| Exercise aim |
Return only what lies between the first line of the entries and the line containing "use crate::errors::ApiError;", both lines included.

| Given data |
use once_cell::sync::Lazy;
use prometheus::{register_int_counter, Encoder, IntCounter, TextEncoder};

// Prometheus metrics (default registry)
pub static EMAILS_SENT_TOTAL: Lazy<IntCounter> = Lazy::new(|| {
    register_int_counter!(
        "salemanager_emails_sent_total",
        "Emails delivered (or simulated) successfully"
    )
    .expect("register emails_sent_total")
});

pub static EMAILS_FAILED_TOTAL: Lazy<IntCounter> = Lazy::new(|| {
    register_int_counter!(
        "salemanager_emails_failed_total",
        "Emails whose delivery attempt failed"
    )
    .expect("register emails_failed_total")
});

pub static LEADS_CONVERTED_TOTAL: Lazy<IntCounter> = Lazy::new(|| {
    register_int_counter!(
        "salemanager_leads_converted_total",
        "Leads converted into customers"
    )
    .expect("register leads_converted_total")
});

pub fn encode_metrics() -> (axum::http::StatusCode, String) {
    // Touch the lazies so every series is exported even before first use.
    Lazy::force(&EMAILS_SENT_TOTAL);
    Lazy::force(&EMAILS_FAILED_TOTAL);
    Lazy::force(&LEADS_CONVERTED_TOTAL);

    let encoder = TextEncoder::new();
    let metric_families = prometheus::gather();
    let mut buffer = Vec::new();
    if let Err(e) = encoder.encode(&metric_families, &mut buffer) {
        return (
            axum::http::StatusCode::INTERNAL_SERVER_ERROR,
            format!("metrics encode error: {e}"),
        );
    }
    (
        axum::http::StatusCode::OK,
        String::from_utf8(buffer).unwrap_or_default(),
    )
}
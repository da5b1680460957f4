use axum::{extract::State, http::StatusCode, routing::get, Json, Router};
use serde::Deserialize;
use utoipa::IntoParams;
use uuid::Uuid;

use common::types::DataResponse;
use models::lead::{self, LeadPatch, NewLead};
use service::conversion::{self, ConversionOutcome};
use service::lead_service::{self, LeadDetail, LeadFilter};
use service::pagination::{Paginated, Pagination};

use crate::errors::ApiError;
use crate::extract::{ApiJson, ApiPath, ApiQuery};
use crate::state::AppState;

#[derive(Debug, Deserialize, IntoParams)]
#[into_params(parameter_in = Query)]
pub struct LeadListQuery {
    pub search: Option<String>,
    pub status: Option<String>,
    pub source: Option<String>,
    pub page: Option<u64>,
    pub limit: Option<u64>,
}

pub fn router() -> Router<AppState> {
    Router::new()
        .route("/leads", get(list).post(create))
        .route("/leads/:id", get(get_one).put(update).patch(update).delete(remove))
        .route("/leads/:id/convert", axum::routing::put(convert).post(convert))
}

#[utoipa::path(
    get, path = "/api/leads", tag = "leads",
    params(LeadListQuery),
    responses((status = 200, description = "Paginated leads"), (status = 400, description = "Invalid filter"))
)]
pub async fn list(
    State(state): State<AppState>,
    ApiQuery(q): ApiQuery<LeadListQuery>,
) -> Result<Json<Paginated<lead::Model>>, ApiError> {
    let filter = LeadFilter { search: q.search, status: q.status, source: q.source };
    Ok(Json(lead_service::list_leads(&state.db, filter, Pagination::new(q.page, q.limit)).await?))
}

#[utoipa::path(
    get, path = "/api/leads/{id}", tag = "leads",
    params(("id" = Uuid, Path, description = "Lead ID")),
    responses((status = 200, description = "Lead with opportunities and activities"), (status = 404, description = "Not Found"))
)]
pub async fn get_one(
    State(state): State<AppState>,
    ApiPath(id): ApiPath<Uuid>,
) -> Result<Json<DataResponse<LeadDetail>>, ApiError> {
    Ok(Json(DataResponse::new(lead_service::get_lead(&state.db, id).await?)))
}

#[utoipa::path(
    post, path = "/api/leads", tag = "leads",
    request_body = crate::openapi::LeadInputDoc,
    responses((status = 201, description = "Created"), (status = 400, description = "Validation Error"))
)]
pub async fn create(
    State(state): State<AppState>,
    ApiJson(input): ApiJson<NewLead>,
) -> Result<(StatusCode, Json<DataResponse<lead::Model>>), ApiError> {
    let created = lead_service::create_lead(&state.db, input).await?;
    Ok((StatusCode::CREATED, Json(DataResponse::new(created))))
}

#[utoipa::path(
    put, path = "/api/leads/{id}", tag = "leads",
    params(("id" = Uuid, Path, description = "Lead ID")),
    request_body = crate::openapi::LeadInputDoc,
    responses((status = 200, description = "Updated"), (status = 400, description = "Validation Error"), (status = 404, description = "Not Found"))
)]
pub async fn update(
    State(state): State<AppState>,
    ApiPath(id): ApiPath<Uuid>,
    ApiJson(patch): ApiJson<LeadPatch>,
) -> Result<Json<DataResponse<lead::Model>>, ApiError> {
    Ok(Json(DataResponse::new(lead_service::update_lead(&state.db, id, patch).await?)))
}

#[utoipa::path(
    delete, path = "/api/leads/{id}", tag = "leads",
    params(("id" = Uuid, Path, description = "Lead ID")),
    responses((status = 204, description = "Deleted"), (status = 404, description = "Not Found"))
)]
pub async fn remove(State(state): State<AppState>, ApiPath(id): ApiPath<Uuid>) -> Result<StatusCode, ApiError> {
    lead_service::delete_lead(&state.db, id).await?;
    Ok(StatusCode::NO_CONTENT)
}

#[utoipa::path(
    put, path = "/api/leads/{id}/convert", tag = "leads",
    params(("id" = Uuid, Path, description = "Lead ID")),
    responses(
        (status = 200, description = "Lead converted", body = crate::openapi::ConversionOutcomeDoc),
        (status = 404, description = "Not Found")
    )
)]
pub async fn convert(
    State(state): State<AppState>,
    ApiPath(id): ApiPath<Uuid>,
) -> Result<Json<ConversionOutcome>, ApiError> {
    Ok(Json(conversion::convert_lead(&state.db, id).await?))
}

| Output for this task |
use once_cell::sync::Lazy;
use prometheus::{register_int_counter, Encoder, IntCounter, TextEncoder};

// Prometheus metrics (default registry)
pub static EMAILS_SENT_TOTAL: Lazy<IntCounter> = Lazy::new(|| {
    register_int_counter!(
        "salemanager_emails_sent_total",
        "Emails delivered (or simulated) successfully"
    )
    .expect("register emails_sent_total")
});

pub static EMAILS_FAILED_TOTAL: Lazy<IntCounter> = Lazy::new(|| {
    register_int_counter!(
        "salemanager_emails_failed_total",
        "Emails whose delivery attempt failed"
    )
    .expect("register emails_failed_total")
});

pub static LEADS_CONVERTED_TOTAL: Lazy<IntCounter> = Lazy::new(|| {
    register_int_counter!(
        "salemanager_leads_converted_total",
        "Leads converted into customers"
    )
    .expect("register leads_converted_total")
});

pub fn encode_metrics() -> (axum::http::StatusCode, String) {
    // Touch the lazies so every series is exported even before first use.
    Lazy::force(&EMAILS_SENT_TOTAL);
    Lazy::force(&EMAILS_FAILED_TOTAL);
    Lazy::force(&LEADS_CONVERTED_TOTAL);

    let encoder = TextEncoder::new();
    let metric_families = prometheus::gather();
    let mut buffer = Vec::new();
    if let Err(e) = encoder.encode(&metric_families, &mut buffer) {
        return (
            axum::http::StatusCode::INTERNAL_SERVER_ERROR,
            format!("metrics encode error: {e}"),
        );
    }
    (
        axum::http::StatusCode::OK,
        String::from_utf8(buffer).unwrap_or_default(),
    )
}
repository da5b1680460957f4
use axum::{extract::State, http::StatusCode, routing::get, Json, Router};
use serde::Deserialize;
use utoipa::IntoParams;
use uuid::Uuid;

use common::types::DataResponse;
use models::lead::{self, LeadPatch, NewLead};
use service::conversion::{self, ConversionOutcome};
use service::lead_service::{self, LeadDetail, LeadFilter};
use service::pagination::{Paginated, Pagination};

use crate::errors::ApiError;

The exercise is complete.